Exercise directions:
Which of the lines below hold the word "FaultKind"? Pull each of them out.

---*---

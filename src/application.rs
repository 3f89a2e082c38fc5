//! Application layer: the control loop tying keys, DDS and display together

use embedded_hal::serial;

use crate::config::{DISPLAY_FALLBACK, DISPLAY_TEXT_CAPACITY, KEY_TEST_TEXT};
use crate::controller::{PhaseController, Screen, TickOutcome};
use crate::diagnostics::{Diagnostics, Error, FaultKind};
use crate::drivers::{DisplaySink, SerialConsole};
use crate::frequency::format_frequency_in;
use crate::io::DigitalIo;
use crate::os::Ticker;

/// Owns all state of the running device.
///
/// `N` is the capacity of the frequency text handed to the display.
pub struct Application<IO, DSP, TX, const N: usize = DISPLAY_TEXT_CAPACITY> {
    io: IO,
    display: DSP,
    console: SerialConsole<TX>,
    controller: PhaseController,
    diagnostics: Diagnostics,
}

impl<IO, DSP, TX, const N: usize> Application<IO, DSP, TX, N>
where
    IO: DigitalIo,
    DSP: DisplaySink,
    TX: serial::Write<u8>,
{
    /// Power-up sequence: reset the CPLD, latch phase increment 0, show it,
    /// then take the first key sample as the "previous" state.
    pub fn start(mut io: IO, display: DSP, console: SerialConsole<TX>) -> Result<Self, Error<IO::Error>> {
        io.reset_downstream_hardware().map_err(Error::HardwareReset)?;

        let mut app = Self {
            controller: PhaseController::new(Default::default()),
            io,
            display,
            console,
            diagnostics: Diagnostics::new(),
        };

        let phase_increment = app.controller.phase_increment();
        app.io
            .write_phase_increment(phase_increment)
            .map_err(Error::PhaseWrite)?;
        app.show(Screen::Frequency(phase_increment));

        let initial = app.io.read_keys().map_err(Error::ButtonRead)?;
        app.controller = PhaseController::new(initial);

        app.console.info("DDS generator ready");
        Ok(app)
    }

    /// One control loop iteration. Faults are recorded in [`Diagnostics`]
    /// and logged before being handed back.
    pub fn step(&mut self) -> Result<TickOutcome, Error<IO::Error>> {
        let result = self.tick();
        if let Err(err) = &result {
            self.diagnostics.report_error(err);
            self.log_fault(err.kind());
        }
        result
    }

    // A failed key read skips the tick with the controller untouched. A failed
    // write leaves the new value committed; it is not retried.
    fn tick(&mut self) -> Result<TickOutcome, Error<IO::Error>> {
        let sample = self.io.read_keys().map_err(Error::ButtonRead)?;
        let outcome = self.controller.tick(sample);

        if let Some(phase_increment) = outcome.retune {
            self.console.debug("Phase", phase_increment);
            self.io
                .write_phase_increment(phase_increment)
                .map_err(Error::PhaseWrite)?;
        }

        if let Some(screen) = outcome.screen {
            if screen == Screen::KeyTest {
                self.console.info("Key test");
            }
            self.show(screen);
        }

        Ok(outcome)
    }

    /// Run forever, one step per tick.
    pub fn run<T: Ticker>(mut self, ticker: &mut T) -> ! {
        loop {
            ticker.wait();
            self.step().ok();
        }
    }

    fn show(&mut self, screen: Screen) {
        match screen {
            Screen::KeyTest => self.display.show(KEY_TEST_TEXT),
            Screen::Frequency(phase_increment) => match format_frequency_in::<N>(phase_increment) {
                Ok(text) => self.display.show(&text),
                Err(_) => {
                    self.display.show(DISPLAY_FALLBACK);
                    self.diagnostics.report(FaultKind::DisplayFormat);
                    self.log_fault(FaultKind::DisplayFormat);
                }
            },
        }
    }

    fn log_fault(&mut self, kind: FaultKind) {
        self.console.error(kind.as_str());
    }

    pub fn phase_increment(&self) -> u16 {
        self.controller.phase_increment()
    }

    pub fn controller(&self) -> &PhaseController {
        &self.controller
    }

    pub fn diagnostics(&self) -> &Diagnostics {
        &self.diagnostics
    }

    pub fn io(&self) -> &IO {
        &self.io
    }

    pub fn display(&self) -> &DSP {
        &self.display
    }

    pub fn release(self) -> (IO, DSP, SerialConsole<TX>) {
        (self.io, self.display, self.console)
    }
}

---*---

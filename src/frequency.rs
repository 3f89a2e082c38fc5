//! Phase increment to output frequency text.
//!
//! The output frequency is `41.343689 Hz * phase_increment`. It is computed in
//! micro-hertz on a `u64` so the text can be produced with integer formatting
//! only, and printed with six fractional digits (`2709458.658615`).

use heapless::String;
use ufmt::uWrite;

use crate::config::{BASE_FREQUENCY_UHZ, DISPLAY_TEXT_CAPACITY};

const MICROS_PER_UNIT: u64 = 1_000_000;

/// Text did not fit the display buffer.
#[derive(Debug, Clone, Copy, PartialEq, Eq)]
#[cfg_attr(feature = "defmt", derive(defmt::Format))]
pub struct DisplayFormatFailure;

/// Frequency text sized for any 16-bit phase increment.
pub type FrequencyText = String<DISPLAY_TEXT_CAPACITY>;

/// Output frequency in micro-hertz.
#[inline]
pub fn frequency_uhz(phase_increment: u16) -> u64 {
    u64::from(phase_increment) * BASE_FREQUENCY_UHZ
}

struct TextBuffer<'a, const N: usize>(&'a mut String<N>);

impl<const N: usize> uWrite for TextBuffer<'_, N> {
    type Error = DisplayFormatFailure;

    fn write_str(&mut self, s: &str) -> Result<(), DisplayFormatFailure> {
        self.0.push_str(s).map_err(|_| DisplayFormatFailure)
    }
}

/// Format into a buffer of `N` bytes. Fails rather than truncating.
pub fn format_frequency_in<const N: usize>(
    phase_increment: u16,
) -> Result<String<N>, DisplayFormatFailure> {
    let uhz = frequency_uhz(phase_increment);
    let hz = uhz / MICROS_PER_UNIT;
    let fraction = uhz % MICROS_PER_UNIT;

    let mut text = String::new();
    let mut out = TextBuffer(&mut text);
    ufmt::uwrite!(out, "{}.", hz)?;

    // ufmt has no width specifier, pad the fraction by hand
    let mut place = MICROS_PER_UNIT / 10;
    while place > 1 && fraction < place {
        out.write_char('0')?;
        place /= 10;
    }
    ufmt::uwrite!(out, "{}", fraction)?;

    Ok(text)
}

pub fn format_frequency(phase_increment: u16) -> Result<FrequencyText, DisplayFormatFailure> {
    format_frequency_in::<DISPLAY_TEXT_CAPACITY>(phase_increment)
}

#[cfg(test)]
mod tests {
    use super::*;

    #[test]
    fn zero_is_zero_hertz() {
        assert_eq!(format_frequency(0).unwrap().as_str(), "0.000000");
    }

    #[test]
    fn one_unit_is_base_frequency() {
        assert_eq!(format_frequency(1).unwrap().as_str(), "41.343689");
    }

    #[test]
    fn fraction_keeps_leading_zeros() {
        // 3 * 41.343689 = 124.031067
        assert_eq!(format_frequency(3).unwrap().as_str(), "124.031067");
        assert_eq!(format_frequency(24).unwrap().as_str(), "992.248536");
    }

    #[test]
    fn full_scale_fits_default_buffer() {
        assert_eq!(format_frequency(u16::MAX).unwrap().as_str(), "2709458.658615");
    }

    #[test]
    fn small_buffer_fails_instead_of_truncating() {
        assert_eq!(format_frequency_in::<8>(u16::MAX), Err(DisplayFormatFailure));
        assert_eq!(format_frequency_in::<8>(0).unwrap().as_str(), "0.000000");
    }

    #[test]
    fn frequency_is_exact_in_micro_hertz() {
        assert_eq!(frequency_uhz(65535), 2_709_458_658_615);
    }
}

---*---

Worked solution:
use crate::diagnostics::{Diagnostics, Error, FaultKind};
                    self.diagnostics.report(FaultKind::DisplayFormat);
                    self.log_fault(FaultKind::DisplayFormat);
    fn log_fault(&mut self, kind: FaultKind) {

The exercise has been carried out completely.